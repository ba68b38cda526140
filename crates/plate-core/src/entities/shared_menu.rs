use schemars::JsonSchema;
use serde::{Deserialize, Serialize};

use crate::entities::SelectionMap;
use crate::enums::SelectionPreset;

/// A menu published under a public token for people outside the household.
#[derive(Debug, Clone, Serialize, Deserialize, JsonSchema, PartialEq, Eq)]
#[serde(rename_all = "camelCase")]
pub struct SharedMenu {
    pub id: String,
    /// Public, unique, unguessable.
    pub token: String,
    pub title: String,
    pub description: Option<String>,
    pub groups: Vec<SharedMenuGroup>,
    pub is_active: bool,
    pub created_at: i64,
}

#[derive(Debug, Clone, Serialize, Deserialize, JsonSchema, PartialEq, Eq)]
#[serde(rename_all = "camelCase")]
pub struct SharedMenuGroup {
    pub id: String,
    pub label: String,
    pub options: Vec<SharedMenuOption>,
    pub selection_preset: SelectionPreset,
    pub order: i64,
}

/// Free-text choice; shared menus do not reference `FoodItem` rows.
#[derive(Debug, Clone, Serialize, Deserialize, JsonSchema, PartialEq, Eq)]
#[serde(rename_all = "camelCase")]
pub struct SharedMenuOption {
    pub id: String,
    pub text: String,
    pub image_url: Option<String>,
    pub order: i64,
}

#[derive(Debug, Clone, Serialize, Deserialize, JsonSchema, PartialEq, Eq)]
#[serde(rename_all = "camelCase")]
pub struct SharedMenuResponse {
    pub id: String,
    pub menu_id: String,
    pub respondent_name: String,
    /// Shared group ID to chosen option IDs.
    pub selections: SelectionMap,
    pub timestamp: i64,
}
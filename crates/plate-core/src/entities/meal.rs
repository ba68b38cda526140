use std::collections::BTreeMap;

use schemars::JsonSchema;
use serde::{Deserialize, Serialize};

use crate::entities::SelectionMap;
use crate::enums::Completion;

/// Food ID to how much of it was eaten. `None` means not yet reviewed.
pub type CompletionMap = BTreeMap<String, Option<Completion>>;

/// A served meal with what each kid picked and how each kid ate.
#[derive(Debug, Clone, Serialize, Deserialize, JsonSchema, PartialEq, Eq)]
#[serde(rename_all = "camelCase")]
pub struct MealRecord {
    pub id: String,
    /// May reference a menu deleted since the meal was served.
    pub menu_id: Option<String>,
    /// Calendar date the meal was served, `YYYY-MM-DD`.
    pub date: String,
    pub completed_at: i64,
    pub selections: Vec<MealSelection>,
    pub reviews: Vec<MealReview>,
}

#[derive(Debug, Clone, Serialize, Deserialize, JsonSchema, PartialEq, Eq)]
#[serde(rename_all = "camelCase")]
pub struct MealSelection {
    pub kid_id: Option<String>,
    /// Name at the time the meal was served. Never back-filled from a rename.
    pub kid_name: String,
    pub selections: SelectionMap,
}

#[derive(Debug, Clone, Serialize, Deserialize, JsonSchema, PartialEq, Eq)]
#[serde(rename_all = "camelCase")]
pub struct MealReview {
    pub kid_id: Option<String>,
    /// Name at the time the meal was served. Never back-filled from a rename.
    pub kid_name: String,
    pub completions: CompletionMap,
    pub earned_star: bool,
}
use anyhow::Context;
use plate_config::PlateConfig;
use plate_db::PlateDb;

/// Shared application resources initialized once at startup.
pub struct AppContext {
    pub db: PlateDb,
    pub config: PlateConfig,
}

impl AppContext {
    pub async fn init(config: PlateConfig) -> anyhow::Result<Self> {
        let db = PlateDb::open_local(&config.database.path)
            .await
            .with_context(|| format!("failed to open database at {}", config.database.path))?;
        tracing::debug!("opened {}", config.database.path);
        Ok(Self { db, config })
    }
}
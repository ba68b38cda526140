//! Response types returned as JSON by `plate` commands.

use std::collections::BTreeMap;
use std::fmt;

use schemars::JsonSchema;
use serde::{Deserialize, Serialize};

use crate::enums::Table;

/// Verified row count for one table after a migration.
#[derive(Debug, Clone, Copy, Serialize, Deserialize, JsonSchema, PartialEq, Eq)]
pub struct TableCount {
    pub table: Table,
    /// Rows the loader inserted.
    pub expected: u64,
    /// Rows `COUNT(*)` found before commit.
    pub actual: u64,
}

impl TableCount {
    #[must_use]
    pub const fn matches(&self) -> bool {
        self.expected == self.actual
    }
}

/// Response from `plate migrate`.
#[derive(Debug, Clone, Default, Serialize, Deserialize, JsonSchema, PartialEq, Eq)]
pub struct MigrationReport {
    /// One entry per target table, in load order.
    pub tables: Vec<TableCount>,
    /// Source documents not inserted (e.g. responses whose menu did not resolve).
    pub skipped: u32,
    /// Embedded references kept verbatim because no mapping existed.
    pub dangling_refs: u32,
    /// Source files that were missing or unparsable.
    pub source_warnings: u32,
    /// Legacy reviews whose `mainCompletion` could not be carried forward.
    pub dropped_main_completions: u32,
    pub duration_ms: u64,
}

impl MigrationReport {
    /// Verified row count for `table`, or 0 if it was not part of the run.
    #[must_use]
    pub fn count(&self, table: Table) -> u64 {
        self.tables
            .iter()
            .find(|c| c.table == table)
            .map_or(0, |c| c.actual)
    }

    /// `table name -> verified count`.
    #[must_use]
    pub fn counts(&self) -> BTreeMap<&'static str, u64> {
        self.tables
            .iter()
            .map(|c| (c.table.as_str(), c.actual))
            .collect()
    }
}

impl fmt::Display for MigrationReport {
    fn fmt(&self, f: &mut fmt::Formatter<'_>) -> fmt::Result {
        for c in &self.tables {
            let mark = if c.matches() { "ok" } else { "MISMATCH" };
            writeln!(
                f,
                "{:<24} {:>6}/{:<6} {mark}",
                c.table.as_str(),
                c.actual,
                c.expected
            )?;
        }
        write!(
            f,
            "skipped={} dangling_refs={} source_warnings={} dropped_main_completions={} ({} ms)",
            self.skipped,
            self.dangling_refs,
            self.source_warnings,
            self.dropped_main_completions,
            self.duration_ms
        )
    }
}

#[cfg(test)]
mod tests {
    use super::*;

    fn report() -> MigrationReport {
        MigrationReport {
            tables: vec![
                TableCount { table: Table::Households, expected: 1, actual: 1 },
                TableCount { table: Table::FoodItems, expected: 4, actual: 3 },
            ],
            ..MigrationReport::default()
        }
    }

    #[test]
    fn count_reads_actual() {
        let r = report();
        assert_eq!(r.count(Table::FoodItems), 3);
        assert_eq!(r.count(Table::Menus), 0);
        assert_eq!(r.counts().get("households"), Some(&1));
    }

    #[test]
    fn display_flags_mismatch() {
        let text = report().to_string();
        assert!(text.contains("households"));
        assert!(text.lines().nth(1).unwrap().contains("MISMATCH"));
        assert!(!text.lines().next().unwrap().contains("MISMATCH"));
    }
}
pub mod share;

pub use share::ShareCommands;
━━━━━━━━━━━━━━━━
PROBLEM TO WORK ON:
Please transcribe the entire listing precisely.

RESPONSE:
repository ba68b38cda526140
filename crates/plate-core/src/entities/shared_menu.rs
use schemars::JsonSchema;
use serde::{Deserialize, Serialize};

use crate::entities::SelectionMap;
use crate::enums::SelectionPreset;

/// A menu published under a public token for people outside the household.
#[derive(Debug, Clone, Serialize, Deserialize, JsonSchema, PartialEq, Eq)]
#[serde(rename_all = "camelCase")]
pub struct SharedMenu {
    pub id: String,
    /// Public, unique, unguessable.
    pub token: String,
    pub title: String,
    pub description: Option<String>,
    pub groups: Vec<SharedMenuGroup>,
    pub is_active: bool,
    pub created_at: i64,
}

#[derive(Debug, Clone, Serialize, Deserialize, JsonSchema, PartialEq, Eq)]
#[serde(rename_all = "camelCase")]
pub struct SharedMenuGroup {
    pub id: String,
    pub label: String,
    pub options: Vec<SharedMenuOption>,
    pub selection_preset: SelectionPreset,
    pub order: i64,
}

/// Free-text choice; shared menus do not reference `FoodItem` rows.
#[derive(Debug, Clone, Serialize, Deserialize, JsonSchema, PartialEq, Eq)]
#[serde(rename_all = "camelCase")]
pub struct SharedMenuOption {
    pub id: String,
    pub text: String,
    pub image_url: Option<String>,
    pub order: i64,
}

#[derive(Debug, Clone, Serialize, Deserialize, JsonSchema, PartialEq, Eq)]
#[serde(rename_all = "camelCase")]
pub struct SharedMenuResponse {
    pub id: String,
    pub menu_id: String,
    pub respondent_name: String,
    /// Shared group ID to chosen option IDs.
    pub selections: SelectionMap,
    pub timestamp: i64,
}
filename crates/plate-core/src/entities/meal.rs
repository ba68b38cda526140
use std::collections::BTreeMap;

use schemars::JsonSchema;
use serde::{Deserialize, Serialize};

use crate::entities::SelectionMap;
use crate::enums::Completion;

/// Food ID to how much of it was eaten. `None` means not yet reviewed.
pub type CompletionMap = BTreeMap<String, Option<Completion>>;

/// A served meal with what each kid picked and how each kid ate.
#[derive(Debug, Clone, Serialize, Deserialize, JsonSchema, PartialEq, Eq)]
#[serde(rename_all = "camelCase")]
pub struct MealRecord {
    pub id: String,
    /// May reference a menu deleted since the meal was served.
    pub menu_id: Option<String>,
    /// Calendar date the meal was served, `YYYY-MM-DD`.
    pub date: String,
    pub completed_at: i64,
    pub selections: Vec<MealSelection>,
    pub reviews: Vec<MealReview>,
}

#[derive(Debug, Clone, Serialize, Deserialize, JsonSchema, PartialEq, Eq)]
#[serde(rename_all = "camelCase")]
pub struct MealSelection {
    pub kid_id: Option<String>,
    /// Name at the time the meal was served. Never back-filled from a rename.
    pub kid_name: String,
    pub selections: SelectionMap,
}

#[derive(Debug, Clone, Serialize, Deserialize, JsonSchema, PartialEq, Eq)]
#[serde(rename_all = "camelCase")]
pub struct MealReview {
    pub kid_id: Option<String>,
    /// Name at the time the meal was served. Never back-filled from a rename.
    pub kid_name: String,
    pub completions: CompletionMap,
    pub earned_star: bool,
}
use anyhow::Context;
use plate_config::PlateConfig;
use plate_db::PlateDb;

/// Shared application resources initialized once at startup.
pub struct AppContext {
    pub db: PlateDb,
    pub config: PlateConfig,
}

impl AppContext {
    pub async fn init(config: PlateConfig) -> anyhow::Result<Self> {
        let db = PlateDb::open_local(&config.database.path)
            .await
            .with_context(|| format!("failed to open database at {}", config.database.path))?;
        tracing::debug!("opened {}", config.database.path);
        Ok(Self { db, config })
    }
}
repository ba68b38cda526140
//! Response types returned as JSON by `plate` commands.

use std::collections::BTreeMap;
use std::fmt;

use schemars::JsonSchema;
use serde::{Deserialize, Serialize};

use crate::enums::Table;

/// Verified row count for one table after a migration.
#[derive(Debug, Clone, Copy, Serialize, Deserialize, JsonSchema, PartialEq, Eq)]
pub struct TableCount {
    pub table: Table,
    /// Rows the loader inserted.
    pub expected: u64,
    /// Rows `COUNT(*)` found before commit.
    pub actual: u64,
}

impl TableCount {
    #[must_use]
    pub const fn matches(&self) -> bool {
        self.expected == self.actual
    }
}

/// Response from `plate migrate`.
#[derive(Debug, Clone, Default, Serialize, Deserialize, JsonSchema, PartialEq, Eq)]
pub struct MigrationReport {
    /// One entry per target table, in load order.
    pub tables: Vec<TableCount>,
    /// Source documents not inserted (e.g. responses whose menu did not resolve).
    pub skipped: u32,
    /// Embedded references kept verbatim because no mapping existed.
    pub dangling_refs: u32,
    /// Source files that were missing or unparsable.
    pub source_warnings: u32,
    /// Legacy reviews whose `mainCompletion` could not be carried forward.
    pub dropped_main_completions: u32,
    pub duration_ms: u64,
}

impl MigrationReport {
    /// Verified row count for `table`, or 0 if it was not part of the run.
    #[must_use]
    pub fn count(&self, table: Table) -> u64 {
        self.tables
            .iter()
            .find(|c| c.table == table)
            .map_or(0, |c| c.actual)
    }

    /// `table name -> verified count`.
    #[must_use]
    pub fn counts(&self) -> BTreeMap<&'static str, u64> {
        self.tables
            .iter()
            .map(|c| (c.table.as_str(), c.actual))
            .collect()
    }
}

impl fmt::Display for MigrationReport {
    fn fmt(&self, f: &mut fmt::Formatter<'_>) -> fmt::Result {
        for c in &self.tables {
            let mark = if c.matches() { "ok" } else { "MISMATCH" };
            writeln!(
                f,
                "{:<24} {:>6}/{:<6} {mark}",
                c.table.as_str(),
                c.actual,
                c.expected
            )?;
        }
        write!(
            f,
            "skipped={} dangling_refs={} source_warnings={} dropped_main_completions={} ({} ms)",
            self.skipped,
            self.dangling_refs,
            self.source_warnings,
            self.dropped_main_completions,
            self.duration_ms
        )
    }
}

#[cfg(test)]
mod tests {
    use super::*;

    fn report() -> MigrationReport {
        MigrationReport {
            tables: vec![
                TableCount { table: Table::Households, expected: 1, actual: 1 },
                TableCount { table: Table::FoodItems, expected: 4, actual: 3 },
            ],
            ..MigrationReport::default()
        }
    }

    #[test]
    fn count_reads_actual() {
        let r = report();
        assert_eq!(r.count(Table::FoodItems), 3);
        assert_eq!(r.count(Table::Menus), 0);
        assert_eq!(r.counts().get("households"), Some(&1));
    }

    #[test]
    fn display_flags_mismatch() {
        let text = report().to_string();
        assert!(text.contains("households"));
        assert!(text.lines().nth(1).unwrap().contains("MISMATCH"));
        assert!(!text.lines().next().unwrap().contains("MISMATCH"));
    }
}
pub mod share;

pub use share::ShareCommands;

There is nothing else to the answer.